When developing massively parallel applications on the GPU, you need a debugger capable of handling thousands of threads running simultaneously on each GPU in the system.  CUDA-GDB delivers a seamless debugging experience that allows you to debug both the CPU and GPU portions of your application simultaneously.

If you already use GDB to debug your CPU application then getting started with CUDA-GDB involves learning just a few additional debugger commands. Just like GDB, CUDA-GDB provides a console-based debugging interface you can use from the command line on your local system or any remote system on which you have Telnet or SSH access. If you prefer debugging with a GUI frontend, CUDA-GDB also supports integration with DDD, EMACS, Nsight Eclipse Edition or the new Nsight Visual Studio Code Edition

Note that NVIDIA® CUDA Toolkit 11.0 (and later) no longer supports development or running applications on macOS. While there are no tools which use macOS as a target environment, NVIDIA is making a macOS host version of cuda-gdb available from which you can launch debugging sessions on supported target platforms.
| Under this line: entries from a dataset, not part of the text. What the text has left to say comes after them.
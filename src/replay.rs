//! Offline replay of recorded pointer traces.
//!
//! A trace is JSON lines, one timestamped sample per line:
//!
//! ```text
//! {"t":0,"kind":"down","pointer_id":1,"element_id":"…","x":0,"y":0}
//! {"t":50,"kind":"move","pointer_id":1,"x":20,"y":0}
//! {"t":200,"kind":"up","pointer_id":1,"x":20,"y":0}
//! ```
//!
//! Blank lines and `#` comments are skipped. Each emitted gesture is written
//! back out as a JSON line carrying the time it fired at.

#[cfg(test)]
#[path = "replay_test.rs"]
mod replay_test;

use std::io::{BufRead, Write};

use gestures::contacts::{ContactGate, PointerInput};
use gestures::{Gesture, GestureConfig, GestureError};
use serde::{Deserialize, Serialize};
use tracing::{debug, warn};

#[derive(Debug, thiserror::Error)]
pub enum ReplayError {
    #[error("io error: {0}")]
    Io(#[from] std::io::Error),
    #[error("line {line}: invalid sample: {source}")]
    Parse { line: usize, source: serde_json::Error },
    #[error("failed to encode gesture: {0}")]
    Encode(serde_json::Error),
    #[error(transparent)]
    Config(#[from] GestureError),
}

/// One recorded input sample.
#[derive(Debug, Clone, Copy, Deserialize)]
pub struct TimedInput {
    /// Milliseconds on the trace's monotonic clock.
    pub t: u64,
    #[serde(flatten)]
    pub input: PointerInput,
}

/// One gesture as written to the output.
#[derive(Debug, Clone, Copy, Serialize)]
pub struct Emitted {
    pub t: u64,
    #[serde(flatten)]
    pub gesture: Gesture,
}

/// Counters reported after a replay.
#[derive(Debug, Clone, Copy, Default, PartialEq, Eq)]
pub struct ReplaySummary {
    /// Samples fed to the recognizer.
    pub samples: usize,
    /// Samples the recognizer refused as out of sequence.
    pub rejected: usize,
    /// Gestures written out.
    pub gestures: usize,
}

/// Replay every sample from `reader`, writing gestures to `out`.
///
/// A long-press still armed when the trace ends fires at its deadline, as it
/// would have if the finger stayed down.
pub fn replay<R: BufRead, W: Write>(
    config: GestureConfig,
    reader: R,
    out: &mut W,
) -> Result<ReplaySummary, ReplayError> {
    let mut gate = ContactGate::new(config)?;
    let mut summary = ReplaySummary::default();

    for (idx, line) in reader.lines().enumerate() {
        let line = line?;
        let trimmed = line.trim();
        if trimmed.is_empty() || trimmed.starts_with('#') {
            continue;
        }
        let sample: TimedInput =
            serde_json::from_str(trimmed).map_err(|source| ReplayError::Parse { line: idx + 1, source })?;
        summary.samples += 1;

        if let Some(deadline) = gate.next_deadline().filter(|at| *at <= sample.t) {
            let due = gate.fire_due(deadline);
            record(due, deadline, out, &mut summary)?;
        }
        let handled = gate.handle(sample.input, sample.t);
        record(handled, sample.t, out, &mut summary)?;
    }

    if let Some(deadline) = gate.next_deadline() {
        debug!(deadline, "trace ended with a press still held");
        let due = gate.fire_due(deadline);
        record(due, deadline, out, &mut summary)?;
    }
    out.flush()?;
    Ok(summary)
}

fn record<W: Write>(
    result: Result<Option<Gesture>, GestureError>,
    t: u64,
    out: &mut W,
    summary: &mut ReplaySummary,
) -> Result<(), ReplayError> {
    match result {
        Ok(Some(gesture)) => {
            let line = serde_json::to_string(&Emitted { t, gesture }).map_err(ReplayError::Encode)?;
            writeln!(out, "{line}")?;
            summary.gestures += 1;
        }
        Ok(None) => {}
        Err(e) => {
            warn!(t, error = %e, "sample rejected");
            summary.rejected += 1;
        }
    }
    Ok(())
}
//! Tokio task that owns a recognizer and its long-press clock.
//!
//! DESIGN
//! ======
//! Pointer input and timer expiry are handled on one task, one at a time.
//! The loop `select!`s between the next input sample and a sleep until the
//! armed long-press deadline. A deadline that was cancelled by an earlier
//! sample is simply no longer returned by the queue, so a stale timer can't
//! race a session that already resolved.
//!
//! Event times are milliseconds since the driver was spawned, read from
//! `tokio::time::Instant` so tests can pause and advance the clock.
//!
//! ERROR HANDLING
//! ==============
//! Rejected samples are logged at `warn` and dropped. The task ends when the
//! input sender is dropped or nobody is listening for gestures any more.

#[cfg(test)]
#[path = "driver_test.rs"]
mod driver_test;

use std::time::Duration;

use tokio::sync::mpsc;
use tokio::task::JoinHandle;
use tokio::time::Instant;
use tracing::{debug, info, warn};

use crate::config::GestureConfig;
use crate::contacts::{ContactGate, PointerInput};
use crate::error::GestureError;
use crate::recognizer::Gesture;

/// Channels and task handle for a running driver.
pub struct GestureDriverHandle {
    /// Feed raw pointer samples here.
    pub input: mpsc::Sender<PointerInput>,
    /// Classifications come out here, in order.
    pub gestures: mpsc::Receiver<Gesture>,
    /// The driver task. Completes once `input` is dropped.
    pub task: JoinHandle<()>,
}

/// Spawn a driver on the current tokio runtime.
pub fn spawn_gesture_driver(config: GestureConfig, capacity: usize) -> Result<GestureDriverHandle, GestureError> {
    if capacity == 0 {
        return Err(GestureError::InvalidConfig("driver channel capacity must be positive".into()));
    }
    let gate = ContactGate::new(config)?;
    let (input_tx, input_rx) = mpsc::channel(capacity);
    let (gesture_tx, gesture_rx) = mpsc::channel(capacity);

    info!(
        long_press_ms = config.long_press_ms,
        move_threshold_px = config.move_threshold_px,
        tap_max_ms = config.tap_max_ms,
        capacity,
        "gesture driver started"
    );

    let origin = Instant::now();
    let task = tokio::spawn(run(gate, origin, input_rx, gesture_tx));
    Ok(GestureDriverHandle { input: input_tx, gestures: gesture_rx, task })
}

async fn run(
    mut gate: ContactGate,
    origin: Instant,
    mut input: mpsc::Receiver<PointerInput>,
    gestures: mpsc::Sender<Gesture>,
) {
    loop {
        let deadline = gate.next_deadline().map(|ms| origin + Duration::from_millis(ms));
        tokio::select! {
            maybe_input = input.recv() => {
                let Some(sample) = maybe_input else {
                    debug!("gesture input closed");
                    break;
                };
                let now = elapsed_ms(origin);
                // A deadline that passed while we were busy still wins over this sample.
                if !forward(gate.fire_due(now), &gestures).await {
                    break;
                }
                if !forward(gate.handle(sample, now), &gestures).await {
                    break;
                }
            }
            () = sleep_until_deadline(deadline) => {
                if !forward(gate.fire_due(elapsed_ms(origin)), &gestures).await {
                    break;
                }
            }
        }
    }
}

async fn sleep_until_deadline(deadline: Option<Instant>) {
    match deadline {
        Some(at) => tokio::time::sleep_until(at).await,
        None => std::future::pending::<()>().await,
    }
}

/// Send a classification on. Returns false once the receiver is gone.
async fn forward(result: Result<Option<Gesture>, GestureError>, gestures: &mpsc::Sender<Gesture>) -> bool {
    match result {
        Ok(Some(gesture)) => {
            if gestures.send(gesture).await.is_err() {
                debug!("gesture receiver dropped");
                return false;
            }
            true
        }
        Ok(None) => true,
        Err(e) => {
            warn!(error = %e, "pointer input rejected");
            true
        }
    }
}

fn elapsed_ms(origin: Instant) -> u64 {
    u64::try_from(origin.elapsed().as_millis()).unwrap_or(u64::MAX)
}
//! Secret types for protecting sensitive values from accidental logging.
//!
//! This module re-exports types from the [`secrecy`] crate so every member
//! of the workspace imports them through one path. Use these types for all
//! sensitive values the gateway handles: bearer tokens, API keys, and any
//! credential material that passes through a request.
//!
//! # Compile-Time Safety
//!
//! `SecretBox<T>` and `SecretString` implement `Debug` with redaction, so
//! any struct that derives `Debug` while holding a secret gets safe logging
//! behavior for free. A raw token can only leave the wrapper through an
//! explicit [`ExposeSecret::expose_secret`] call, which keeps the exposure
//! sites greppable.
//!
//! # Memory Safety
//!
//! Secrets are zeroized when dropped, so token bytes do not linger in
//! memory after the request that carried them completes.
//!
//! # Example
//!
//! ```rust
//! use common::secret::SecretString;
//! use secrecy::ExposeSecret;
//!
//! #[derive(Debug)]
//! struct InboundAuth {
//!     scheme: String,
//!     bearer: SecretString,  // Debug shows "[REDACTED]"
//! }
//!
//! let auth = InboundAuth {
//!     scheme: "Bearer".to_string(),
//!     bearer: SecretString::from("eyJhbGciOiJFZERTQSJ9.e30.sig"),
//! };
//!
//! // Safe: the token is redacted
//! println!("{:?}", auth);
//!
//! // Reading the value requires an explicit expose_secret()
//! let raw: &str = auth.bearer.expose_secret();
//! # let _ = raw;
//! ```
//!
//! # Usage Guidelines
//!
//! Use `SecretString` for:
//! - Raw bearer tokens carried in a request context
//! - Downstream service credentials
//! - Encryption keys handled as base64 strings
//!
//! Use `SecretBox<T>` for custom secret types (e.g., `SecretBox<[u8]>` for
//! binary key material).

// Re-export the main types from secrecy
pub use secrecy::{ExposeSecret, SecretBox, SecretString};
You may download this and other macOS tools using the button below.

         

CUDA-GDB Feature Set Overview

CUDA-GDB supports debugging of both 32 and 64-bit CUDA C/C++ applications. It provides full control over the execution of the CUDA application including breakpoints and single-stepping. You can examine variables, read/write memory and registers and inspect the GPU state when the application is suspended. Third party developers can leverage CUDA-GDB powerful features directly, see CUDA Samples, which can be downloaded with the latest CUDA Toolkit .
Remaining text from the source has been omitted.